Positive House Training With a Crate | Teacher's Pet With Victoria Stilwell

Uploaded by eHowPets on 05.07.2012

For most puppies, the crate is a really valuable tool to use in the house training process.
But you have to build up a positive association with the crate, so the puppy feels good about
being inside there. So, I'm going to show you a couple of ways to do that. When you're
getting your puppy used to the create, it's a good idea to use really fabulous toys–and
maybe some food, if that's what your puppy's motivated with. And allow your puppy to experience
the toy in the crate. The fact that he wants to stay in his crate and chew is a really
wonderful sign, because this crate is going to be his home. And, at the moment, you can
see, I'm not closing the door, because I want him to feel completely comfortable about being
in the crate, so that he knows that if he wants to come out, he can come out. If he
does come out, what I'll do is I'll just gently take the toy away from him and put it back
in the crate again, so that he knows the crate is where he gets the toy. After your puppy's
got really comfortable being in the crate, then you can start to shut the door, just
for short periods of time. I'm still here–you're presence is still giving your puppy confidence,
that even though he's in the crate, you're still with him. And then I open the door again.
So again, he has that freedom to go if he wants. Good boy. So, he's probably not gonna
like the fact that I took it away from him –good boy– so I'm just going to put it
right back in the crate. Good boy. Alright, good. The actual fact of me taking it away
from him when he comes out –as well– is gonna be maybe encouraging him–that in fact
in the crate, it's gonna be much better for him to stay in the crate, because in the crate
he gets to keep his toy. When he comes outside, I take it away from him. Don't you think it's
better to stay in your crate? I think so. You got it. You got it. There you go. And
the puppy works out really, really quickly: You know what? Best to stay in the crate and
chew the toy, because if I come out she takes it away from me. That's not cool. Now that
he's very comfortable, I'm gonna just close the door. You can start this for a period
of a minute and then gradually build up–2 minutes, 3 minutes, 4 minutes, 5 minutes.
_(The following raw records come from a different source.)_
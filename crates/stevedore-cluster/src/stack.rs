//! Expansion of a bundle into orchestrator services.

use std::collections::BTreeMap;
use std::sync::{Arc, RwLock};

use tracing::{info, warn};

use stevedore_schema::{Bundle, ServiceId, ServiceSpec};

use crate::names::random_stack_name;
use crate::{BundleResolver, ClusterError, NodeRole, OrchestratorClient};

/// Service spec as submitted to the orchestrator.
#[derive(Debug, Clone, PartialEq, Eq)]
pub struct CreateServiceRequest {
    pub name: String,
    pub image: String,
    pub command: Vec<String>,
    pub args: Vec<String>,
    pub env: Vec<String>,
    /// Labels on the service object; carries the bundle's labels.
    pub service_labels: BTreeMap<String, String>,
    /// Labels on each container; carries the declaring service's labels.
    pub container_labels: BTreeMap<String, String>,
    pub mode: ServiceMode,
}

/// Scheduling mode for a created service.
#[derive(Debug, Clone, Copy, PartialEq, Eq)]
pub enum ServiceMode {
    Replicated { replicas: u64 },
}

impl Default for ServiceMode {
    fn default() -> Self {
        Self::Replicated { replicas: 1 }
    }
}

/// Outcome of a stack deployment.
#[derive(Debug, Clone, PartialEq, Eq)]
pub struct StackDeployment {
    pub name: String,
    pub service_ids: Vec<ServiceId>,
}

/// Cluster-side handle for deploying stacks.
pub struct Cluster {
    role: RwLock<NodeRole>,
    resolver: Arc<dyn BundleResolver>,
    orchestrator: Arc<dyn OrchestratorClient>,
}

impl Cluster {
    pub fn new(
        role: NodeRole,
        resolver: Arc<dyn BundleResolver>,
        orchestrator: Arc<dyn OrchestratorClient>,
    ) -> Self {
        Self {
            role: RwLock::new(role),
            resolver,
            orchestrator,
        }
    }

    /// Record a role change, e.g. after a cluster join or demotion.
    pub fn set_role(&self, role: NodeRole) {
        *self.role.write().expect("role lock poisoned") = role;
    }

    pub fn role(&self) -> NodeRole {
        *self.role.read().expect("role lock poisoned")
    }

    /// Deploy a bundle as a stack, one orchestrator service per declared
    /// service. Without `stack_name` a random one is generated.
    ///
    /// Submissions are sequential and happen outside the role lock, so a
    /// long deployment never blocks role changes. A mid-deployment failure
    /// returns immediately: services already created stay running and the
    /// error names the one that failed.
    pub fn deploy(
        &self,
        stack_name: Option<&str>,
        bundle_ref: &str,
    ) -> Result<StackDeployment, ClusterError> {
        // Role check and spec expansion under the read lock; the lock is
        // released before any service is submitted.
        let (name, requests) = {
            let role = self.role.read().expect("role lock poisoned");
            if *role != NodeRole::Manager {
                return Err(ClusterError::NoManager);
            }
            // Only a manager gets to learn whether the reference was even
            // well-formed.
            if bundle_ref.is_empty() {
                return Err(ClusterError::EmptyReference);
            }

            let bundle = self.resolver.resolve_bundle(bundle_ref)?;
            let name = match stack_name {
                Some(name) => name.to_owned(),
                None => random_stack_name(),
            };
            let requests: Vec<_> = bundle
                .services
                .iter()
                .map(|spec| service_request(&name, &bundle, spec))
                .collect();
            (name, requests)
        };

        info!(stack = %name, services = requests.len(), bundle = bundle_ref, "deploying stack");

        let mut service_ids = Vec::with_capacity(requests.len());
        for request in requests {
            let service = request.name.clone();
            match self.orchestrator.create_service(request) {
                Ok(id) => service_ids.push(id),
                Err(err) => {
                    warn!(stack = %name, service = %service, deployed = service_ids.len(),
                        "stack deployment aborted; earlier services are left running");
                    return Err(err);
                }
            }
        }

        Ok(StackDeployment { name, service_ids })
    }
}

fn service_request(stack: &str, bundle: &Bundle, spec: &ServiceSpec) -> CreateServiceRequest {
    CreateServiceRequest {
        name: format!("{stack}-{}", spec.name),
        image: spec.image.clone(),
        command: spec.command.clone(),
        args: spec.args.clone(),
        env: spec.env.clone(),
        service_labels: bundle.labels.clone(),
        container_labels: spec.labels.clone(),
        mode: ServiceMode::default(),
    }
}
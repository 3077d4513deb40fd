//! Distribution gateway: pushes stored bundles to a registry, streaming
//! progress lines to the caller while the transfer runs.

use std::io::Write;

use tracing::info;

use stevedore_remote::{stream_progress, CancelToken, RegistryCredentials};
use stevedore_schema::BundleRef;

use crate::{Daemon, DaemonError};

impl Daemon {
    /// Push the bundle bound to `reference` to the configured registry.
    ///
    /// A bare name is pushed as `name:latest`; digest-form references are
    /// rejected because the registry only accepts movable tags. Progress
    /// lines are written to `out` for the duration of the transfer, and the
    /// call does not return until the progress drain has finished.
    pub fn push(
        &self,
        reference: &str,
        creds: &RegistryCredentials,
        out: &mut (dyn Write + Send),
    ) -> Result<(), DaemonError> {
        let reference = BundleRef::parse(reference)?;
        if reference.is_canonical() {
            return Err(DaemonError::DigestPushUnsupported);
        }
        let reference = reference.with_default_tag();

        let id = self.resolve(&reference.to_string())?;
        let payload = self.bundles().get_bytes(&id)?;

        let cancel = CancelToken::new();
        stream_progress(out, &cancel, |sink| {
            self.registry()
                .push(&cancel, &reference, &payload, sink, creds)
        })?;
        info!(reference = %reference, id = %id.short(), "bundle pushed");
        Ok(())
    }

    /// Bundles cannot be pulled; the transfer direction is push-only.
    pub fn pull(
        &self,
        _reference: &str,
        _creds: &RegistryCredentials,
    ) -> Result<(), DaemonError> {
        Err(DaemonError::PullUnsupported)
    }
}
When your puppy is engaged and playing with his toy in crate that's the time when you
can begin to increase distance and move away. Leave your puppy by himself in the crate,
just for a little period of time, so he gets confident. You don't want him toileting on
any kind of bedding in there. It's best just to put a little bit of a towel in there. When
you see that you're puppy's not chewing up a towel, for example, that you've put in there,
then you can use a bit of softer bedding. Puppies love to chew things, so you have to
put things in your puppy's safe zone that are safe to chew. I like to use toys like
this that really help enrich your puppy, so that puppy has to use his thinking brain to
find out how he's going to get food out of this toy, for example. And these toys are
really great for what I call mental enrichment. Let's see if he likes this: Are we gonna get
it out? We gonna get it out? Go get it. Go get it. Go on. I'm going to leave him and
see if he plays with it himself. Another way that you can make the crate a really fabulous
place to be is to actually feed your puppy in the crate. Everything about this crate
has got to give the puppy positive feelings, so that puppy wants to go in there whenever
you ask him to. When your puppy's really well house trained, and you have transitioned him
successfully to peeing on the pads to outside, then you can remove the safe zone, remove
the pen, but keep the crate. As your puppy grows, your crate's going to grow with your
puppy. You can decided to get rid of the crate all together and just use a bed, but a lot
of people just like to use a crate, even if they have to buy bigger ones as the pup grows,
because this has become pup's favorite place. A crate is a great place for your puppy, just
to hang out. This is his safe place. This is a place that he can go to if you have lots
of people coming in, and he needs a bit of quiet time. Also, the crate can be taken in
the car as well. So you can actually travel your dog in his bed, so that he gets used
to being in the car as well. What you should not be doing with the crate is putting your
puppy in there for hours and hours and hours, and leaving him in there. Because if you do
that you're actually encouraging your puppy to toilet in the crate. So that negates this
crate's advantages, right there and then. Also, when you just leave a dog in a crate
for hours and hours and hours, you can cause all kinds of anxiety problems. You're gonna
encourage your puppy to chew, because your puppy's gonna get bored and then chew whatever
is in the crate. But also, you're gonna cause the puppy anxiety. What's the puppy got to
do all day? Maybe it's finished with a toy you've given it, and then its got hours and
hours and hours to wait, doing absolutely nothing until you come home. That's why this
safe zone is so important. So if you do have to go out and work–that puppy can be maybe
in the crate for an hour–get somebody to come in, let your puppy out, so puppy can
be in the safe zone. And if you do have to go out for longer than an hour or so, then
you can have the crate open with the door open, so puppy can go in his crate and come
out and pee, using the pad, if he needs to. But don't leave a young puppy in a crate for
hours and hours and hours on end. That's just not fair on the puppy and is really going
to set your house training process way back. And that's how you house train your puppy,
positively. I'm Victoria Stilwell for eHow Pets.